- Born: 18 December 1970 (age 55) Melbourne, Australia
- Occupation: Actress
- Years active: 1976–present
- Spouse: Michael Wilson ​(m. 2004)​
- Children: 2
- Family: Kiffy Rubbo (mother) Michael Rubbo (uncle) Antonio Dattilo Rubbo (great-grandfather)

= Bridie Carter =

Australian actress (born 1970)

Bridie Carter (born 18 December 1970) is an Australian actress best known for her role as the main character of Tess Silverman McLeod on the television drama series McLeod's Daughters.

==Early life==
Bridie was born and raised in Melbourne, Australia, the eldest of three children. She has two younger brothers. Her mother, Kiffy Rubbo, was a gallery director.

==Career==
Carter has been acting since the age of six and started her first classes at the Bouverie Street Theatre in Carlton, Melbourne.

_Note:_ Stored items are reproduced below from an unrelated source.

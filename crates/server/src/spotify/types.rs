//! Spotify wire types.

use serde::Deserialize;

/// Error bodies from Spotify.
///
/// The Accounts service uses the OAuth shape
/// (`{"error": "invalid_grant", "error_description": ...}`), the Web API
/// nests an object (`{"error": {"status": 404, "message": ...}}`).
#[derive(Debug, Deserialize)]
#[serde(untagged)]
pub(crate) enum ErrorEnvelope {
    OAuth {
        error: String,
        #[serde(default)]
        error_description: Option<String>,
    },
    Api {
        error: ApiErrorBody,
    },
}

#[derive(Debug, Deserialize)]
pub(crate) struct ApiErrorBody {
    #[serde(default)]
    pub message: Option<String>,
}

impl ErrorEnvelope {
    pub(crate) fn into_message(self) -> String {
        match self {
            Self::OAuth {
                error,
                error_description: Some(description),
            } => format!("{error}: {description}"),
            Self::OAuth { error, .. } => error,
            Self::Api { error } => error.message.unwrap_or_default(),
        }
    }
}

She graduated from the National Institute of Dramatic Art in 1994. She is perhaps best known for her starring role as Tess Silverman McLeod in the hit Nine Network television series McLeod's Daughters. She appeared on the show for its first six seasons. She was nominated for many Silver and Gold Logies for her performance as Tess McLeod, including the industry-voted Most Outstanding Actress in 2004. Her other television credits include G.P., Water Rats, All Saints, Murder Call, and Above the Law, where she had the starring role of Senior Constable Debbie Curtis.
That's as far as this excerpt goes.